Corbyn harkens back to Labour’s working-class socialist roots with promises to build hundreds of thousands of government-backed homes, raise wages for the poor and taxes for the rich, abolish university tuition fees and get rid of Britain’s nuclear weapons.

Tens of thousands more new members have flocked to Labour since Corbyn was elected, making it Britain’s largest party. He draws big crowds to rallies and meetings, and his supporters are a formidable force on social media.

His followers—dubbed Corbynistas—see Labour as a mass movement for social justice, similar to Spain’s Podemos, rather than simply a machine for winning elections.

“Politics is changing,” said Emma Hamblett, a Labour conference delegate from Romford, near London. “It’s becoming more people-powered (rather) than just the elite at the top. We’re having a voice. It’s generating a lot of excitement, especially among the young.”

But most Labour lawmakers and a chunk of party members despair of ever regaining power while Corbyn is in charge. They argue that his policies are too narrowly left-wing to win over undecided voters. And they fear a return to Labour’s civil war of the 1980s, when party leaders battled to eject hard-left factions and some members split to form the Social Democratic Party.
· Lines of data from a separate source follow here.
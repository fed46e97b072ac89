//! Rich-text ("note") documents, stored as one base64 full-state update.

use base64::engine::general_purpose::STANDARD;
use base64::Engine as _;
use serde::{Deserialize, Serialize};
use yrs::updates::decoder::Decode;
use yrs::{Doc, ReadTxn, StateVector, Transact, Update};

use super::CodecError;
use crate::identity::DocumentKind;
use crate::storage::StoredPayload;

/// Stored form of a log document.
#[derive(Debug, Clone, PartialEq, Eq, Serialize, Deserialize)]
pub struct LogPayload {
    pub content: String,
}

impl StoredPayload for LogPayload {
    const KIND: DocumentKind = DocumentKind::Log;
}

/// Full CRDT state of a log document as a v1 update.
#[derive(Debug, Clone, Default, PartialEq, Eq)]
pub struct LogDocument {
    pub update: Vec<u8>,
}

/// v1 encoding of an update with no structs and no deletions.
pub(crate) const EMPTY_UPDATE: [u8; 2] = [0, 0];

impl LogDocument {
    pub fn is_empty(&self) -> bool {
        self.update.is_empty() || self.update == EMPTY_UPDATE
    }
}

pub struct LogCodec;

impl LogCodec {
    pub fn encode(log: &LogDocument) -> LogPayload {
        LogPayload {
            content: STANDARD.encode(&log.update),
        }
    }

    /// Decode stored text. An empty string is an empty document; anything
    /// else must be base64 of a well-formed update.
    pub fn decode(payload: &LogPayload) -> Result<LogDocument, CodecError> {
        if payload.content.is_empty() {
            return Ok(LogDocument::default());
        }
        let update = STANDARD.decode(payload.content.as_bytes())?;
        Update::decode_v1(&update).map_err(|e| CodecError::Update(e.to_string()))?;
        Ok(LogDocument { update })
    }

    /// Snapshot the full state of a live document.
    pub fn snapshot(doc: &Doc) -> LogDocument {
        let txn = doc.transact();
        LogDocument {
            update: txn.encode_state_as_update_v1(&StateVector::default()),
        }
    }

    /// Merge a stored log into a live document.
    pub fn apply(doc: &Doc, log: &LogDocument) -> Result<(), CodecError> {
        if log.is_empty() {
            return Ok(());
        }
        let update = Update::decode_v1(&log.update).map_err(|e| CodecError::Update(e.to_string()))?;
        let mut txn = doc.transact_mut();
        txn.apply_update(update)
            .map_err(|e| CodecError::Update(e.to_string()))
    }
}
Although he enthuses crowds at rallies, Corbyn is a lackluster performer in Parliament. He gave only muted support to the European Union during this year’s referendum campaign on whether Britain should leave the 28-nation bloc, a factor some think contributed to the “leave” victory that will change the country’s future forever.
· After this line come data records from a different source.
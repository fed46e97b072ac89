//! Graph ("space") documents.
//!
//! Live layout, shared with the web client:
//! ```text
//! root map "context"
//!   ├── "edges": Y.Map<edge id, { from, to }>
//!   └── "nodes": Y.Map<node id, { id, type, x, y, name, src? }>
//! ```
//! Entry values are plain objects. Stored layout is the same two maps, each
//! serialized to its own JSON string.

use std::collections::BTreeMap;
use std::sync::Arc;

use serde::de::DeserializeOwned;
use serde::{Deserialize, Serialize};
use serde_json::Value;
use yrs::{Any, Array, Doc, GetString, Map, MapPrelim, MapRef, Out, ReadTxn, Transact, WriteTxn};

use super::CodecError;
use crate::identity::DocumentKind;
use crate::storage::StoredPayload;

pub const CONTEXT_MAP: &str = "context";
pub const EDGES_KEY: &str = "edges";
pub const NODES_KEY: &str = "nodes";

#[derive(Debug, Clone, Copy, PartialEq, Eq, Serialize, Deserialize)]
#[serde(rename_all = "lowercase")]
pub enum NodeType {
    Head,
    Note,
    Subspace,
    Url,
    Image,
}

#[derive(Debug, Clone, PartialEq, Serialize, Deserialize)]
pub struct GraphNode {
    pub id: String,
    #[serde(rename = "type")]
    pub node_type: NodeType,
    pub x: f64,
    pub y: f64,
    pub name: String,
    #[serde(default, skip_serializing_if = "Option::is_none")]
    pub src: Option<String>,
}

impl GraphNode {
    pub fn new(id: impl Into<String>, node_type: NodeType, name: impl Into<String>) -> Self {
        Self {
            id: id.into(),
            node_type,
            x: 0.0,
            y: 0.0,
            name: name.into(),
            src: None,
        }
    }

    pub fn at(mut self, x: f64, y: f64) -> Self {
        self.x = x;
        self.y = y;
        self
    }

    pub fn with_src(mut self, src: impl Into<String>) -> Self {
        self.src = Some(src.into());
        self
    }
}

#[derive(Debug, Clone, PartialEq, Eq, Serialize, Deserialize)]
pub struct GraphEdge {
    pub from: String,
    pub to: String,
}

impl GraphEdge {
    pub fn new(from: impl Into<String>, to: impl Into<String>) -> Self {
        Self {
            from: from.into(),
            to: to.into(),
        }
    }
}

/// Decoded graph document.
#[derive(Debug, Clone, Default, PartialEq)]
pub struct GraphDocument {
    pub nodes: BTreeMap<String, GraphNode>,
    pub edges: BTreeMap<String, GraphEdge>,
}

impl GraphDocument {
    /// A fresh document holding only its head node.
    pub fn with_head(head: GraphNode) -> Self {
        let mut graph = Self::default();
        graph.nodes.insert(head.id.clone(), head);
        graph
    }

    pub fn head(&self) -> Option<&GraphNode> {
        self.nodes.values().find(|n| n.node_type == NodeType::Head)
    }

    pub fn insert_node(&mut self, node: GraphNode) {
        self.nodes.insert(node.id.clone(), node);
    }

    pub fn insert_edge(&mut self, id: impl Into<String>, edge: GraphEdge) {
        self.edges.insert(id.into(), edge);
    }

    /// Check the graph invariants: node keys match ids, exactly one head,
    /// every edge endpoint exists, and the head never loops onto itself.
    pub fn validate(&self) -> Result<(), CodecError> {
        for (key, node) in &self.nodes {
            if key != &node.id {
                return Err(CodecError::NodeKeyMismatch {
                    key: key.clone(),
                    id: node.id.clone(),
                });
            }
        }

        let heads: Vec<&GraphNode> = self
            .nodes
            .values()
            .filter(|n| n.node_type == NodeType::Head)
            .collect();
        let head = match heads.as_slice() {
            [] => return Err(CodecError::MissingHead),
            [head] => *head,
            many => return Err(CodecError::MultipleHeads(many.len())),
        };

        for (edge_id, edge) in &self.edges {
            for endpoint in [&edge.from, &edge.to] {
                if !self.nodes.contains_key(endpoint) {
                    return Err(CodecError::DanglingEdge {
                        edge: edge_id.clone(),
                        node: endpoint.clone(),
                    });
                }
            }
            if edge.from == head.id && edge.to == head.id {
                return Err(CodecError::HeadSelfLoop(edge_id.clone()));
            }
        }
        Ok(())
    }
}

/// Stored form: the two maps as independent JSON strings.
#[derive(Debug, Clone, PartialEq, Eq, Serialize, Deserialize)]
pub struct GraphPayload {
    pub edges: String,
    pub nodes: String,
}

impl StoredPayload for GraphPayload {
    const KIND: DocumentKind = DocumentKind::Graph;
}

pub struct GraphCodec;

impl GraphCodec {
    /// Serialize a well-formed graph. Invariant violations are rejected.
    pub fn encode(graph: &GraphDocument) -> Result<GraphPayload, CodecError> {
        graph.validate()?;
        let edges = serde_json::to_string(&graph.edges)
            .map_err(|source| CodecError::Json { field: EDGES_KEY, source })?;
        let nodes = serde_json::to_string(&graph.nodes)
            .map_err(|source| CodecError::Json { field: NODES_KEY, source })?;
        Ok(GraphPayload { edges, nodes })
    }

    pub fn decode(payload: &GraphPayload) -> Result<GraphDocument, CodecError> {
        let edges = serde_json::from_str(&payload.edges)
            .map_err(|source| CodecError::Json { field: EDGES_KEY, source })?;
        let nodes = serde_json::from_str(&payload.nodes)
            .map_err(|source| CodecError::Json { field: NODES_KEY, source })?;
        let graph = GraphDocument { nodes, edges };
        graph.validate()?;
        Ok(graph)
    }

    /// Write `graph` into the live document's `context` map.
    pub fn apply(doc: &Doc, graph: &GraphDocument) -> Result<(), CodecError> {
        let edge_values = graph
            .edges
            .iter()
            .map(|(id, edge)| Ok((id.clone(), to_any(EDGES_KEY, id, edge)?)))
            .collect::<Result<Vec<_>, CodecError>>()?;
        let node_values = graph
            .nodes
            .iter()
            .map(|(id, node)| Ok((id.clone(), to_any(NODES_KEY, id, node)?)))
            .collect::<Result<Vec<_>, CodecError>>()?;

        let mut txn = doc.transact_mut();
        let context = txn.get_or_insert_map(CONTEXT_MAP);
        let edges: MapRef = context.insert(&mut txn, EDGES_KEY, MapPrelim::default());
        for (id, value) in edge_values {
            edges.insert(&mut txn, id, value);
        }
        let nodes: MapRef = context.insert(&mut txn, NODES_KEY, MapPrelim::default());
        for (id, value) in node_values {
            nodes.insert(&mut txn, id, value);
        }
        Ok(())
    }

    /// Read the current graph out of a live document.
    ///
    /// Does not validate; a document mid-edit may be transiently inconsistent.
    pub fn extract(doc: &Doc) -> Result<GraphDocument, CodecError> {
        let txn = doc.transact();
        let Some(context) = txn.get_map(CONTEXT_MAP) else {
            return Ok(GraphDocument::default());
        };
        Ok(GraphDocument {
            edges: read_entries(&txn, &context, EDGES_KEY)?,
            nodes: read_entries(&txn, &context, NODES_KEY)?,
        })
    }
}

fn to_any<T: Serialize>(field: &'static str, key: &str, value: &T) -> Result<Any, CodecError> {
    let json = serde_json::to_value(value).map_err(|source| CodecError::Entry {
        field,
        key: key.to_string(),
        source,
    })?;
    Ok(json_to_any(&json))
}

fn read_entries<T, Txn>(
    txn: &Txn,
    context: &MapRef,
    field: &'static str,
) -> Result<BTreeMap<String, T>, CodecError>
where
    T: DeserializeOwned,
    Txn: ReadTxn,
{
    let raw: Vec<(String, Value)> = match context.get(txn, field) {
        None => Vec::new(),
        Some(Out::YMap(map)) => map
            .iter(txn)
            .map(|(key, value)| (key.to_string(), out_to_json(txn, value)))
            .collect(),
        Some(Out::Any(Any::Map(map))) => map
            .iter()
            .map(|(key, value)| (key.clone(), any_to_json(value)))
            .collect(),
        Some(_) => return Err(CodecError::NotAMap(field)),
    };

    raw.into_iter()
        .map(|(key, json)| {
            let parsed = serde_json::from_value(json).map_err(|source| CodecError::Entry {
                field,
                key: key.clone(),
                source,
            })?;
            Ok((key, parsed))
        })
        .collect()
}

fn out_to_json<Txn: ReadTxn>(txn: &Txn, value: Out) -> Value {
    match value {
        Out::Any(any) => any_to_json(&any),
        Out::YMap(map) => Value::Object(
            map.iter(txn)
                .map(|(key, value)| (key.to_string(), out_to_json(txn, value)))
                .collect(),
        ),
        Out::YArray(array) => {
            Value::Array(array.iter(txn).map(|value| out_to_json(txn, value)).collect())
        }
        Out::YText(text) => Value::String(text.get_string(txn)),
        _ => Value::Null,
    }
}

fn any_to_json(any: &Any) -> Value {
    match any {
        Any::Null | Any::Undefined => Value::Null,
        Any::Bool(b) => Value::Bool(*b),
        Any::Number(n) => serde_json::Number::from_f64(*n)
            .map(Value::Number)
            .unwrap_or(Value::Null),
        Any::BigInt(i) => Value::from(*i),
        Any::String(s) => Value::String(s.to_string()),
        Any::Array(items) => Value::Array(items.iter().map(any_to_json).collect()),
        Any::Map(map) => Value::Object(
            map.iter()
                .map(|(key, value)| (key.clone(), any_to_json(value)))
                .collect(),
        ),
        _ => Value::Null,
    }
}

fn json_to_any(value: &Value) -> Any {
    match value {
        Value::Null => Any::Null,
        Value::Bool(b) => Any::Bool(*b),
        Value::Number(n) => Any::Number(n.as_f64().unwrap_or_default()),
        Value::String(s) => Any::String(Arc::from(s.as_str())),
        Value::Array(items) => Any::Array(items.iter().map(json_to_any).collect::<Vec<_>>().into()),
        Value::Object(map) => Any::Map(Arc::new(
            map.iter()
                .map(|(key, value)| (key.clone(), json_to_any(value)))
                .collect(),
        )),
    }
}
There’s also frustration among Corbyn’s opponents that he is not providing strong political opposition at an uncertain time, as Britain negotiates its exit from the EU.

After the June 23 EU referendum, more than 170 of Labour’s 230 MPs declared no-confidence in Corbyn, but he refused to resign, sparking a leadership challenge from the little-known Smith. The contest was nasty, fraught with online name-calling and allegations that the leadership of the strongly pro-Palestinian Corbyn has fostered anti-Semitic abuse in the party.

Corbyn called Saturday for an end to “intimidation and abuse.”

“It’s not my way, and it’s not the Labour way,” he said.

Despite the calls for unity, Labour members continue to trade blame for the party’s woes. Pro- and anti-Corbyn forces are tussling for control of the party executive and battling over who chooses the members of Labour’s top team in Parliament.

Lawmaker Diane Abbott, a Corbyn ally, urged dissenting lawmakers to “settle down and unite behind the leader.”

John Spellar, a long-serving Labour lawmaker who backed Smith, said the century-old party would find a more moderate path again, eventually.

“This country needs a sensible progressive party, and it will get one back,” he said. “It’s just a question of time.”